* Task statement
An exact restatement of the records below is expected.

* Supplied material
★ ★ ★ ★ ★

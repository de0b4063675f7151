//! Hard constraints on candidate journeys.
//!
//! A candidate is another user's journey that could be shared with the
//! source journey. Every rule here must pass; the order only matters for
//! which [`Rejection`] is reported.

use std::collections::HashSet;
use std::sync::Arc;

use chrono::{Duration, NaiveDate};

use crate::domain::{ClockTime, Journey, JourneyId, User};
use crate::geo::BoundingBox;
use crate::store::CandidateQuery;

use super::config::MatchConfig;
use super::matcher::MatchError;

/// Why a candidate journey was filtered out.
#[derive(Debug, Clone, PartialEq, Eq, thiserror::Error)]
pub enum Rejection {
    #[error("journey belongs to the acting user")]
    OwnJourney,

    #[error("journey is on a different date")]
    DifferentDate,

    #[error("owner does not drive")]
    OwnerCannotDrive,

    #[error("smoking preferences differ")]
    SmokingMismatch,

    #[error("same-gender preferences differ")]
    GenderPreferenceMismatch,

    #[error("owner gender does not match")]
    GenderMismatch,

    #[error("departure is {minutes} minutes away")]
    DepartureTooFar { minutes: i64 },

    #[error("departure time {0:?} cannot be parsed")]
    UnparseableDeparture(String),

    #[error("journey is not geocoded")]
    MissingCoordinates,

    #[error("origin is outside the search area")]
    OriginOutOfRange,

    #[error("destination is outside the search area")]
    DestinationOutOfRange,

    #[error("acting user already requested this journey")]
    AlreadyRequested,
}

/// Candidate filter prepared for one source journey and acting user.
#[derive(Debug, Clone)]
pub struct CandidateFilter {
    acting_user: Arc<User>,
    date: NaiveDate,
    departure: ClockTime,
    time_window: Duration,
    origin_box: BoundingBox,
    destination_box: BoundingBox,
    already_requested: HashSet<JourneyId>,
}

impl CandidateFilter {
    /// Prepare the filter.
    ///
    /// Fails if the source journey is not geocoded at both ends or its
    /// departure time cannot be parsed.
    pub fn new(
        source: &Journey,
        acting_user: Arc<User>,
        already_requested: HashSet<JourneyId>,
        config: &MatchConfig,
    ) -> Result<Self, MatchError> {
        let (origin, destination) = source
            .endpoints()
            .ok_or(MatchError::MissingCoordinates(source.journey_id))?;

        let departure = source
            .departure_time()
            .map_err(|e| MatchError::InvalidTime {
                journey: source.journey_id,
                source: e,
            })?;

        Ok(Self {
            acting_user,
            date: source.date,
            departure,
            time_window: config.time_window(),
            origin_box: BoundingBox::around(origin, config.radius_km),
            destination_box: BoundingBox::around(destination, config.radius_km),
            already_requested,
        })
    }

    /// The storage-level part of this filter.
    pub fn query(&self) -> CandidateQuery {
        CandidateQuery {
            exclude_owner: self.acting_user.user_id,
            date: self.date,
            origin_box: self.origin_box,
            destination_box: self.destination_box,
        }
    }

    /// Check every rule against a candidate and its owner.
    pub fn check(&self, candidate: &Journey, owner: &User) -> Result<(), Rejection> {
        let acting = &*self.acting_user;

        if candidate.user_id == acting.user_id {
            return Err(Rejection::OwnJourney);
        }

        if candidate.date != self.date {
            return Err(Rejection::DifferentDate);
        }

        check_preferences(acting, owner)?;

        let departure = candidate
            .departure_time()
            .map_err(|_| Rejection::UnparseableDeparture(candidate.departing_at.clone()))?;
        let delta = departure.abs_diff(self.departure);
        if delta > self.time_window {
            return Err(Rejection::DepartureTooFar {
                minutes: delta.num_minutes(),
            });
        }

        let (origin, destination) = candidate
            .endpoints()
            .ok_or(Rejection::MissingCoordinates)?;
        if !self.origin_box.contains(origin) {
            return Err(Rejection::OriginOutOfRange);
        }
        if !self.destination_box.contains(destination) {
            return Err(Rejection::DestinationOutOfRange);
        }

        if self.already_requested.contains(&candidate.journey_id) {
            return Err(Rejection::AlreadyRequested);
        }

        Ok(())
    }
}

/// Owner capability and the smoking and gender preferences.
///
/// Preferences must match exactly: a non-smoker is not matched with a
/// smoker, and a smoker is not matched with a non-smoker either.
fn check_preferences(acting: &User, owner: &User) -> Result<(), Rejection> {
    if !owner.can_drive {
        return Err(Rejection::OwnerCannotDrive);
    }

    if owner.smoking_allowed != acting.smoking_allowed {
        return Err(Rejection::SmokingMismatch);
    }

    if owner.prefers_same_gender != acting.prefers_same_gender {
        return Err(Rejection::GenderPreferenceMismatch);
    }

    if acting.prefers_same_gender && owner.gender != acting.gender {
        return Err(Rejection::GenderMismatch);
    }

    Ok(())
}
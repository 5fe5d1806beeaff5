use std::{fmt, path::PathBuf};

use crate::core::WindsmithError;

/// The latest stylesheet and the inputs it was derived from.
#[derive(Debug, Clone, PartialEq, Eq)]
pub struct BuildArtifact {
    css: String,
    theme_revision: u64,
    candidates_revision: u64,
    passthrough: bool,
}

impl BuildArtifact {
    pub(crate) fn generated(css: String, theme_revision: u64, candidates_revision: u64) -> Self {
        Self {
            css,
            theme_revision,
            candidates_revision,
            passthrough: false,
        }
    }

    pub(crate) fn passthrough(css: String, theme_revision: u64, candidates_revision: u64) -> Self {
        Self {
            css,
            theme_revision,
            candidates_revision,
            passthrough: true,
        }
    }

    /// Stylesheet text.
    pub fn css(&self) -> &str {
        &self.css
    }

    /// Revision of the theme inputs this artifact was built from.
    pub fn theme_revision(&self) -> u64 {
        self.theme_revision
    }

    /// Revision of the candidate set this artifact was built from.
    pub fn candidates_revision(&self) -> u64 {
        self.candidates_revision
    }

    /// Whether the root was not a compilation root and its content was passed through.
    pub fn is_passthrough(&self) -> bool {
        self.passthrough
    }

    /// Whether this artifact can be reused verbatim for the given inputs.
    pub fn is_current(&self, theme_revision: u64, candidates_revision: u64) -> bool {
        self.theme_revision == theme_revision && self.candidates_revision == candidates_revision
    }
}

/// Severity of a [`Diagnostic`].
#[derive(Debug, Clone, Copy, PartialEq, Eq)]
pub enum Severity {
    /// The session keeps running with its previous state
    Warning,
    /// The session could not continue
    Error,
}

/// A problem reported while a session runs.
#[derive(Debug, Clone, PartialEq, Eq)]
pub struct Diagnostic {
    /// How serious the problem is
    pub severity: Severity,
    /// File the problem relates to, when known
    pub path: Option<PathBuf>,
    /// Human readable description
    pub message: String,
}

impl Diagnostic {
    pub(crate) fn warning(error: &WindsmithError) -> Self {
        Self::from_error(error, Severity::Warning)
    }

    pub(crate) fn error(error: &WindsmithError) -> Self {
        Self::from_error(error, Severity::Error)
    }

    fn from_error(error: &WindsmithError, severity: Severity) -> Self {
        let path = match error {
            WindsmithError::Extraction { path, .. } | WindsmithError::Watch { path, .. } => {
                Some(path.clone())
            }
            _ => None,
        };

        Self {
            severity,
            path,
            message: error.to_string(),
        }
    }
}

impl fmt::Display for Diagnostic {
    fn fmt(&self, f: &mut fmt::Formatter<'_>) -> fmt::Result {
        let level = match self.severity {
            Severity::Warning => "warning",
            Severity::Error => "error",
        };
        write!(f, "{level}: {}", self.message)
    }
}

★ ★ ★ ★ ★

* Written solution
repository de0b4063675f7151
//! Hard constraints on candidate journeys.
//!
//! A candidate is another user's journey that could be shared with the
//! source journey. Every rule here must pass; the order only matters for
//! which [`Rejection`] is reported.

use std::collections::HashSet;
use std::sync::Arc;

use chrono::{Duration, NaiveDate};

use crate::domain::{ClockTime, Journey, JourneyId, User};
use crate::geo::BoundingBox;
use crate::store::CandidateQuery;

use super::config::MatchConfig;
use super::matcher::MatchError;

/// Why a candidate journey was filtered out.
#[derive(Debug, Clone, PartialEq, Eq, thiserror::Error)]
pub enum Rejection {
    #[error("journey belongs to the acting user")]
    OwnJourney,

    #[error("journey is on a different date")]
    DifferentDate,

    #[error("owner does not drive")]
    OwnerCannotDrive,

    #[error("smoking preferences differ")]
    SmokingMismatch,

    #[error("same-gender preferences differ")]
    GenderPreferenceMismatch,

    #[error("owner gender does not match")]
    GenderMismatch,

    #[error("departure is {minutes} minutes away")]
    DepartureTooFar { minutes: i64 },

    #[error("departure time {0:?} cannot be parsed")]
    UnparseableDeparture(String),

    #[error("journey is not geocoded")]
    MissingCoordinates,

    #[error("origin is outside the search area")]
    OriginOutOfRange,

    #[error("destination is outside the search area")]
    DestinationOutOfRange,

    #[error("acting user already requested this journey")]
    AlreadyRequested,
}

/// Candidate filter prepared for one source journey and acting user.
#[derive(Debug, Clone)]
pub struct CandidateFilter {
    acting_user: Arc<User>,
    date: NaiveDate,
    departure: ClockTime,
    time_window: Duration,
    origin_box: BoundingBox,
    destination_box: BoundingBox,
    already_requested: HashSet<JourneyId>,
}

impl CandidateFilter {
    /// Prepare the filter.
    ///
    /// Fails if the source journey is not geocoded at both ends or its
    /// departure time cannot be parsed.
    pub fn new(
        source: &Journey,
        acting_user: Arc<User>,
        already_requested: HashSet<JourneyId>,
        config: &MatchConfig,
    ) -> Result<Self, MatchError> {
        let (origin, destination) = source
            .endpoints()
            .ok_or(MatchError::MissingCoordinates(source.journey_id))?;

        let departure = source
            .departure_time()
            .map_err(|e| MatchError::InvalidTime {
                journey: source.journey_id,
                source: e,
            })?;

        Ok(Self {
            acting_user,
            date: source.date,
            departure,
            time_window: config.time_window(),
            origin_box: BoundingBox::around(origin, config.radius_km),
            destination_box: BoundingBox::around(destination, config.radius_km),
            already_requested,
        })
    }

    /// The storage-level part of this filter.
    pub fn query(&self) -> CandidateQuery {
        CandidateQuery {
            exclude_owner: self.acting_user.user_id,
            date: self.date,
            origin_box: self.origin_box,
            destination_box: self.destination_box,
        }
    }

    /// Check every rule against a candidate and its owner.
    pub fn check(&self, candidate: &Journey, owner: &User) -> Result<(), Rejection> {
        let acting = &*self.acting_user;

        if candidate.user_id == acting.user_id {
            return Err(Rejection::OwnJourney);
        }

        if candidate.date != self.date {
            return Err(Rejection::DifferentDate);
        }

        check_preferences(acting, owner)?;

        let departure = candidate
            .departure_time()
            .map_err(|_| Rejection::UnparseableDeparture(candidate.departing_at.clone()))?;
        let delta = departure.abs_diff(self.departure);
        if delta > self.time_window {
            return Err(Rejection::DepartureTooFar {
                minutes: delta.num_minutes(),
            });
        }

        let (origin, destination) = candidate
            .endpoints()
            .ok_or(Rejection::MissingCoordinates)?;
        if !self.origin_box.contains(origin) {
            return Err(Rejection::OriginOutOfRange);
        }
        if !self.destination_box.contains(destination) {
            return Err(Rejection::DestinationOutOfRange);
        }

        if self.already_requested.contains(&candidate.journey_id) {
            return Err(Rejection::AlreadyRequested);
        }

        Ok(())
    }
}

/// Owner capability and the smoking and gender preferences.
///
/// Preferences must match exactly: a non-smoker is not matched with a
/// smoker, and a smoker is not matched with a non-smoker either.
fn check_preferences(acting: &User, owner: &User) -> Result<(), Rejection> {
    if !owner.can_drive {
        return Err(Rejection::OwnerCannotDrive);
    }

    if owner.smoking_allowed != acting.smoking_allowed {
        return Err(Rejection::SmokingMismatch);
    }

    if owner.prefers_same_gender != acting.prefers_same_gender {
        return Err(Rejection::GenderPreferenceMismatch);
    }

    if acting.prefers_same_gender && owner.gender != acting.gender {
        return Err(Rejection::GenderMismatch);
    }

    Ok(())
}
repository 5fe5d1806beeaff5
use std::{fmt, path::PathBuf};

use crate::core::WindsmithError;

/// The latest stylesheet and the inputs it was derived from.
#[derive(Debug, Clone, PartialEq, Eq)]
pub struct BuildArtifact {
    css: String,
    theme_revision: u64,
    candidates_revision: u64,
    passthrough: bool,
}

impl BuildArtifact {
    pub(crate) fn generated(css: String, theme_revision: u64, candidates_revision: u64) -> Self {
        Self {
            css,
            theme_revision,
            candidates_revision,
            passthrough: false,
        }
    }

    pub(crate) fn passthrough(css: String, theme_revision: u64, candidates_revision: u64) -> Self {
        Self {
            css,
            theme_revision,
            candidates_revision,
            passthrough: true,
        }
    }

    /// Stylesheet text.
    pub fn css(&self) -> &str {
        &self.css
    }

    /// Revision of the theme inputs this artifact was built from.
    pub fn theme_revision(&self) -> u64 {
        self.theme_revision
    }

    /// Revision of the candidate set this artifact was built from.
    pub fn candidates_revision(&self) -> u64 {
        self.candidates_revision
    }

    /// Whether the root was not a compilation root and its content was passed through.
    pub fn is_passthrough(&self) -> bool {
        self.passthrough
    }

    /// Whether this artifact can be reused verbatim for the given inputs.
    pub fn is_current(&self, theme_revision: u64, candidates_revision: u64) -> bool {
        self.theme_revision == theme_revision && self.candidates_revision == candidates_revision
    }
}

/// Severity of a [`Diagnostic`].
#[derive(Debug, Clone, Copy, PartialEq, Eq)]
pub enum Severity {
    /// The session keeps running with its previous state
    Warning,
    /// The session could not continue
    Error,
}

/// A problem reported while a session runs.
#[derive(Debug, Clone, PartialEq, Eq)]
pub struct Diagnostic {
    /// How serious the problem is
    pub severity: Severity,
    /// File the problem relates to, when known
    pub path: Option<PathBuf>,
    /// Human readable description
    pub message: String,
}

impl Diagnostic {
    pub(crate) fn warning(error: &WindsmithError) -> Self {
        Self::from_error(error, Severity::Warning)
    }

    pub(crate) fn error(error: &WindsmithError) -> Self {
        Self::from_error(error, Severity::Error)
    }

    fn from_error(error: &WindsmithError, severity: Severity) -> Self {
        let path = match error {
            WindsmithError::Extraction { path, .. } | WindsmithError::Watch { path, .. } => {
                Some(path.clone())
            }
            _ => None,
        };

        Self {
            severity,
            path,
            message: error.to_string(),
        }
    }
}

impl fmt::Display for Diagnostic {
    fn fmt(&self, f: &mut fmt::Formatter<'_>) -> fmt::Result {
        let level = match self.severity {
            Severity::Warning => "warning",
            Severity::Error => "error",
        };
        write!(f, "{level}: {}", self.message)
    }
}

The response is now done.